The situation might go something like this. The Pistons are playing the Knicks. Herrmann is open in the corner, but the ball never gets to him. Instead, Rip Hamilton takes a 14-footer from the elbow that rims in and out. The Knicks corral the defensive board, and without any real numbers advantage, decide to walk it up the floor. Only Herrmann notices that his man, Quentin Richardson, is jogging upcourt and is 2-3 steps in front. Boom!! Herrmann is now in a full sprint, arms akimbo, legs flailing, mini-ponytail dangling in the Palace wind, desperate to catch up with the harmless Richardson. Finally, as they reach the other end, Herrmann breathes heavy, like Seabiscuit after the final stretch at Pimlico. He has caught his man. Only one thing...Knick point guard Chris Duhon is now just advancing past halfcourt, with 19 still left on the shot clock. The effort from Herrmann is respected and sets a good example for others, but you wonder if he is aware that not every single motion on the court requires 150% intensity at all times.
The Pistons have bumbled and stumbled through this entire NBA season. Just when you think they have hit their stride, they take a false step. On the rare occasion, they put forth a sterling effort and the results are reflected in that. Take the Sunday afternoon victory at Boston last month, or the continued domination of the 58-22 Orlando Magic. But far too often, that perfect stride has been interrupted, or completely fallen apart. The 1st half in a nationally televised game at Cleveland, where the Pistons trailed by 33 after just 24 minutes, comes to mind. If only they could find a way to mirror the effort put forth by Walter Herrmann on every one of his jaunts up the court. It may not look pretty and it is anything but smooth, but Walter is usually able to get to where he wants to go. With a 1st round matchup at powerhouses Cleveland or Boston waiting in the wings less than a week away, it is now or never for the Pistons. Either go out with a whimper, or take a page out of the bizarre playbook of Mr. Walter Herrmann...and start running like your hair is literally on fire. Worst comes to worst, at least we'll be treated to a real good laugh.
Anybody seen Donyell Marshall lately?? If you have not, let me ask politely, "How could you miss him"??? Man has gotten positively LARGE. The once athletic and dare I say sleek power forward has now ballooned to astronomical proportions with the Philadelphia 76ers. I'll admit, I have always had a slight fascination with Donyell.

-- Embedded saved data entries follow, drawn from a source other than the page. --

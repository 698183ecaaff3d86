use std::collections::HashMap;
use std::sync::OnceLock;

use crate::indicators::metric_trait::{qualify, Metric, SnapshotValue};
use crate::tick::Tick;

/// The trading-session label for a UTC wall-clock minute-of-day.
///
/// Boundaries (minutes since UTC midnight):
/// `22:00–06:59 Asia; 07:00–11:59 London; 12:00–15:59 Overlap;`
/// `16:00–20:59 New_York; 21:00–21:59 Other`.
fn session_label_for(minute_of_day: u16) -> &'static str {
    static TABLE: OnceLock<[&'static str; 1440]> = OnceLock::new();
    let table = TABLE.get_or_init(build_table);
    table[minute_of_day as usize % 1440]
}

fn build_table() -> [&'static str; 1440] {
    let mut table = ["Other"; 1440];
    for (m, slot) in table.iter_mut().enumerate() {
        let h = m / 60;
        *slot = if (22..24).contains(&h) || h < 7 {
            "Asia"
        } else if (7..12).contains(&h) {
            "London"
        } else if (12..16).contains(&h) {
            "London_New_York_Overlap"
        } else if (16..21).contains(&h) {
            "New_York"
        } else {
            "Other"
        };
    }
    table
}

/// Categorical session-of-day label derived from the tick's UTC hour/minute.
pub struct Session {
    name: String,
    label: &'static str,
}

impl Session {
    pub fn new(name: impl Into<String>) -> Self {
        Self {
            name: name.into(),
            label: "Other",
        }
    }
}

impl Metric for Session {
    fn name(&self) -> &str {
        &self.name
    }

    fn update(&mut self, tick: &Tick) {
        let minute_of_day = tick.hour as u16 * 60 + tick.minute as u16;
        self.label = session_label_for(minute_of_day);
    }

    fn snapshot(&self, out: &mut HashMap<String, SnapshotValue>) {
        out.insert(
            qualify(&self.name, "session_label"),
            SnapshotValue::Label(self.label),
        );
    }
}
use std::collections::{HashMap, VecDeque};

use crate::error::ConfigError;
use crate::indicators::metric_trait::{qualify, Metric, SnapshotValue};
use crate::tick::Tick;

/// Count and rate of ticks arriving within a trailing window.
pub struct TickRate {
    name: String,
    window_seconds: f64,
    timestamps: VecDeque<f64>,
}

impl TickRate {
    pub fn new(name: impl Into<String>, window_seconds: f64) -> Result<Self, ConfigError> {
        if window_seconds <= 0.0 {
            return Err(ConfigError::NotPositive {
                param: "window_seconds",
                value: window_seconds,
            });
        }
        Ok(Self {
            name: name.into(),
            window_seconds,
            timestamps: VecDeque::new(),
        })
    }

    fn tick_count(&self) -> usize {
        self.timestamps.len()
    }

    fn tick_rate_per_sec(&self) -> f64 {
        self.tick_count() as f64 / self.window_seconds
    }
}

impl Metric for TickRate {
    fn name(&self) -> &str {
        &self.name
    }

    fn update(&mut self, tick: &Tick) {
        self.timestamps.push_back(tick.timestamp);
        let cutoff = tick.timestamp - self.window_seconds;
        while matches!(self.timestamps.front(), Some(&t) if t <= cutoff) {
            self.timestamps.pop_front();
        }
    }

    fn snapshot(&self, out: &mut HashMap<String, SnapshotValue>) {
        out.insert(
            qualify(&self.name, "tick_count"),
            SnapshotValue::Number(self.tick_count() as f64),
        );
        out.insert(
            qualify(&self.name, "tick_rate_per_sec"),
            SnapshotValue::Number(self.tick_rate_per_sec()),
        );
        out.insert(
            qualify(&self.name, "tick_rate_per_min"),
            SnapshotValue::Number(self.tick_rate_per_sec() * 60.0),
        );
    }
}
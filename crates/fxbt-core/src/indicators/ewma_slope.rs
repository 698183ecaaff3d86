use std::collections::{HashMap, VecDeque};

use crate::error::ConfigError;
use crate::indicators::metric_trait::{qualify, Metric, PriceField, SnapshotValue};
use crate::primitives::Ewma;
use crate::tick::Tick;

/// An EWMA plus its slope over a trailing window of its own history.
pub struct EwmaSlope {
    name: String,
    price_field: PriceField,
    window_seconds: f64,
    ewma: Ewma,
    seeded: bool,
    history: VecDeque<(f64, f64)>, // (timestamp, ewma value)
    slope: f64,
}

impl EwmaSlope {
    pub fn new(
        name: impl Into<String>,
        tau: f64,
        window_seconds: f64,
        initial_value: Option<f64>,
        price_field: PriceField,
    ) -> Result<Self, ConfigError> {
        if tau <= 0.0 {
            return Err(ConfigError::NotPositive { param: "tau", value: tau });
        }
        if window_seconds <= 0.0 {
            return Err(ConfigError::NotPositive {
                param: "window_seconds",
                value: window_seconds,
            });
        }
        Ok(Self {
            name: name.into(),
            price_field,
            window_seconds,
            ewma: match initial_value {
                Some(v) => Ewma::with_initial(tau, 1, v),
                None => Ewma::new(tau, 1),
            },
            seeded: initial_value.is_some(),
            history: VecDeque::new(),
            slope: f64::NAN,
        })
    }
}

impl Metric for EwmaSlope {
    fn name(&self) -> &str {
        &self.name
    }

    fn update(&mut self, tick: &Tick) {
        let price = self.price_field.of(tick);
        if !self.seeded {
            self.ewma.seed(price);
            self.seeded = true;
        }
        let y = self.ewma.update(tick.timestamp, price);

        self.history.push_back((tick.timestamp, y));
        let cutoff = tick.timestamp - self.window_seconds;
        // always keep at least one entry so the latest value survives
        while self.history.len() > 1 && self.history.front().unwrap().0 < cutoff {
            self.history.pop_front();
        }

        self.slope = if self.history.len() >= 2 {
            let (t_old, y_old) = *self.history.front().unwrap();
            let (t_new, y_new) = *self.history.back().unwrap();
            let dt = t_new - t_old;
            if dt > 0.0 {
                (y_new - y_old) / dt
            } else {
                f64::NAN
            }
        } else {
            f64::NAN
        };
    }

    fn snapshot(&self, out: &mut HashMap<String, SnapshotValue>) {
        out.insert(
            qualify(&self.name, "ewma"),
            SnapshotValue::Number(self.ewma.current()),
        );
        out.insert(qualify(&self.name, "slope"), SnapshotValue::Number(self.slope));
    }
}
use thiserror::Error;

/// Fatal errors raised while constructing the per-tick pipeline from config.
///
/// Configuration errors are surfaced before any tick is processed; the
/// pipeline never partially constructs itself.
#[derive(Error, Debug, Clone, PartialEq)]
pub enum ConfigError {
    #[error("{param} must be positive, got {value}")]
    NotPositive { param: &'static str, value: f64 },

    #[error("unknown price field: {0}")]
    UnknownPriceField(String),

    #[error("histogram needs at least 2 bins, got {0}")]
    TooFewBins(usize),

    #[error("missing required parameter: {0}")]
    MissingParameter(&'static str),
}

/// Fatal, per-symbol errors raised while running the tick loop.
///
/// An `InvariantViolation` aborts only the symbol whose pipeline raised it;
/// the coordinator isolates the failure from other symbols.
#[derive(Error, Debug, Clone, PartialEq)]
pub enum CoreError {
    #[error("configuration error: {0}")]
    Config(#[from] ConfigError),

    #[error("invariant violation: {0}")]
    InvariantViolation(String),
}

pub type CoreResult<T> = Result<T, CoreError>;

I tend to like any big guy that steps out and shoots the 3-ball (Terry Mills, Arvydas Sabonis), so following Marshall throughout his career was a no-brainer. Throw in the fact that he once tied the NBA single game 3-pointer record with 12, and I was a fan for life. Which makes his latest eating binge all the more unsettling.
When the Pistons played in Philly a few weeks ago, and Marshall hopped off the bench, ripped off his warmups, and stepped on the floor, I was literally taken aback. "No way...that can't be him!" I mean, Donyell was never Charles Atlas or anything. But still, I never expected him to enter the "Guy who doesn't take his T-shirt off when he goes swimming" phase of his life, either. Three possible explanations for Donyell's unfortunate transformation...
1. Change of location. He spent the tail end of last season in Seattle, where the only items available to consume are coffee and salmon. He then moved to Philly, where cheese steaks are available in all shapes and sizes. Sadly, after this weight gain, so is Marshall.
2. Reduced playing time. This year marks the first time that Marshall has averaged less than 10 minutes of court time per night. Without the ability to get out on the floor and run a little bit to burn some calories, our man has no way of staying in shape. Don't the 76ers realize that Marshall has buried over 900 long balls in his career? How about just a dozen minutes every game so he can start looking more like an NBA player again and less like FOX-2's Alan Lee??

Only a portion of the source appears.